「この後ドランに何があったのか、気になってしまう一作」グザヴィエ・ドラン バウンド・トゥ・インポッシブル yuiさんの映画レビュー(感想・評価)
この後ドランに何があったのか、気になってしまう一作
本作は2017年公開であるため、日本でも話題を呼んだ『ジョン・F・ドノヴァンの死と生』(2018)や『マティアス&マキシム』(2019)公開前のグザヴィエ・ドランの姿を収めています。既に『Mommy/マミー』(2014)や『たかが世界の終わり』(2016)で新進気鋭の映像作家として注目を集めていたドラン監督ですが、ここからさらに映画界の頂点を目指そうとする勢い、そして彼の才能に陶酔した人々の姿など、彼に対する注目の熱さが映像を通じて伝わってきます。
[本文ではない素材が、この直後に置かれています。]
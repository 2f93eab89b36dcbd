use std::future::Future;
use std::path::PathBuf;
use std::sync::Arc;

use artimirror_config::{SeederSettings, SettingsStore};
use artimirror_events::EventBus;
use artimirror_telemetry::{DEFAULT_LOG_LEVEL, LogFormat, LoggingConfig, Metrics, build_sha};
use artimirror_torrent_core::DistributionEngine;
use artimirror_torrent_loopback::{LoopbackEngine, Swarm};
use tracing::info;

use crate::error::{AppError, AppResult};
use crate::host::{HostConfig, HostRole, MirrorHost};
use crate::lifecycle::HostLifecycle;

/// Directory holding the link store.
pub const STORAGE_ROOT_ENV: &str = "ARTIMIRROR_STORAGE_ROOT";
/// Host role, `server` (default) or `agent`.
pub const ROLE_ENV: &str = "ARTIMIRROR_ROLE";
/// Log level used when `RUST_LOG` is unset.
pub const LOG_LEVEL_ENV: &str = "ARTIMIRROR_LOG_LEVEL";
/// Log output format, `json` or `pretty`.
pub const LOG_FORMAT_ENV: &str = "ARTIMIRROR_LOG_FORMAT";

/// Dependencies required to bootstrap the host process.
pub(crate) struct BootstrapDependencies {
    log_level: String,
    log_format: LogFormat,
    role: HostRole,
    storage_root: PathBuf,
    settings: SeederSettings,
}

impl BootstrapDependencies {
    /// Construct production dependencies from the environment for the binary entrypoint.
    pub(crate) fn from_env() -> AppResult<Self> {
        Self::from_lookup(|key| std::env::var(key).ok())
    }

    pub(crate) fn from_lookup<F>(lookup: F) -> AppResult<Self>
    where
        F: Fn(&str) -> Option<String>,
    {
        let storage_root = lookup(STORAGE_ROOT_ENV)
            .filter(|value| !value.trim().is_empty())
            .map(PathBuf::from)
            .ok_or(AppError::MissingEnv {
                name: STORAGE_ROOT_ENV,
            })?;
        let role = parse_role(lookup(ROLE_ENV).as_deref())?;
        let settings = SeederSettings::from_lookup(&lookup)
            .map_err(|err| AppError::config("settings.from_env", err))?;
        Ok(Self {
            log_level: lookup(LOG_LEVEL_ENV).unwrap_or_else(|| DEFAULT_LOG_LEVEL.to_string()),
            log_format: LogFormat::from_setting(lookup(LOG_FORMAT_ENV).as_deref()),
            role,
            storage_root,
            settings,
        })
    }
}

fn parse_role(raw: Option<&str>) -> AppResult<HostRole> {
    match raw.map(|value| value.trim().to_ascii_lowercase()) {
        None => Ok(HostRole::Server),
        Some(value) if value.is_empty() || value == "server" => Ok(HostRole::Server),
        Some(value) if value == "agent" => Ok(HostRole::Agent),
        Some(value) => Err(AppError::InvalidConfig {
            field: "role",
            reason: "unknown_role",
            value: Some(value),
        }),
    }
}

/// Entry point for the host boot sequence; runs until Ctrl-C.
///
/// # Errors
///
/// Returns an error if the environment is incomplete, logging cannot be
/// installed, or the shutdown signal cannot be awaited.
pub async fn run_app() -> AppResult<()> {
    let dependencies = BootstrapDependencies::from_env()?;
    artimirror_telemetry::init_logging(&LoggingConfig {
        level: &dependencies.log_level,
        format: dependencies.log_format,
        build_sha: build_sha(),
    })
    .map_err(|err| AppError::telemetry("telemetry.init", err))?;
    run_app_with(dependencies, shutdown_signal()).await
}

/// Boot sequence over injected dependencies; stops when `shutdown` resolves.
pub(crate) async fn run_app_with<S>(dependencies: BootstrapDependencies, shutdown: S) -> AppResult<()>
where
    S: Future<Output = AppResult<()>>,
{
    info!(
        storage_root = %dependencies.storage_root.display(),
        "artimirror host bootstrap starting"
    );
    let BootstrapDependencies {
        log_level: _,
        log_format: _,
        role,
        storage_root,
        settings,
    } = dependencies;

    let events = EventBus::new();
    let metrics = Metrics::new().map_err(|err| AppError::telemetry("telemetry.metrics", err))?;
    let engine: Arc<dyn DistributionEngine> = Arc::new(LoopbackEngine::new(Swarm::new()));
    let host = MirrorHost::new(
        HostConfig::new(role, storage_root),
        engine,
        SettingsStore::new(settings),
        events,
        metrics,
    );

    host.on_host_started().await?;
    info!(role = ?role, seeding = host.seeder().is_running(), "artimirror host ready");
    let waited = shutdown.await;
    host.on_host_shutdown().await?;
    waited?;
    info!("artimirror host shutdown complete");
    Ok(())
}

async fn shutdown_signal() -> AppResult<()> {
    tokio::signal::ctrl_c()
        .await
        .map_err(|source| AppError::Io {
            operation: "signal.ctrl_c",
            path: None,
            source,
        })
}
インタビューなどの合間に現れる様々な作品の一場面を観ただけでも、多くの人が彼の独特の映像感覚を感じることができるはず。特に『わたしはロランス』(2012)は印象的で、短い時間の中でドラン監督の映像的魅力を味わうことができる、という意味で、本作は彼の作品に触れたことがない人にとっても、あるいは既に作品を観たことがある人にとっても、強い印象を残す映画でしょう。
そんな絶頂にあったドラン監督はその後、映画に対する失意を表明し、現在は映画監督としては引退をほのめかしています(その後復帰を目指しているという情報も)。そんな現状を踏まえてみると、本作がとらえた高揚感や陶酔は、作家としての彼にどんな影響を与えたんだろう…と考えてしまいます。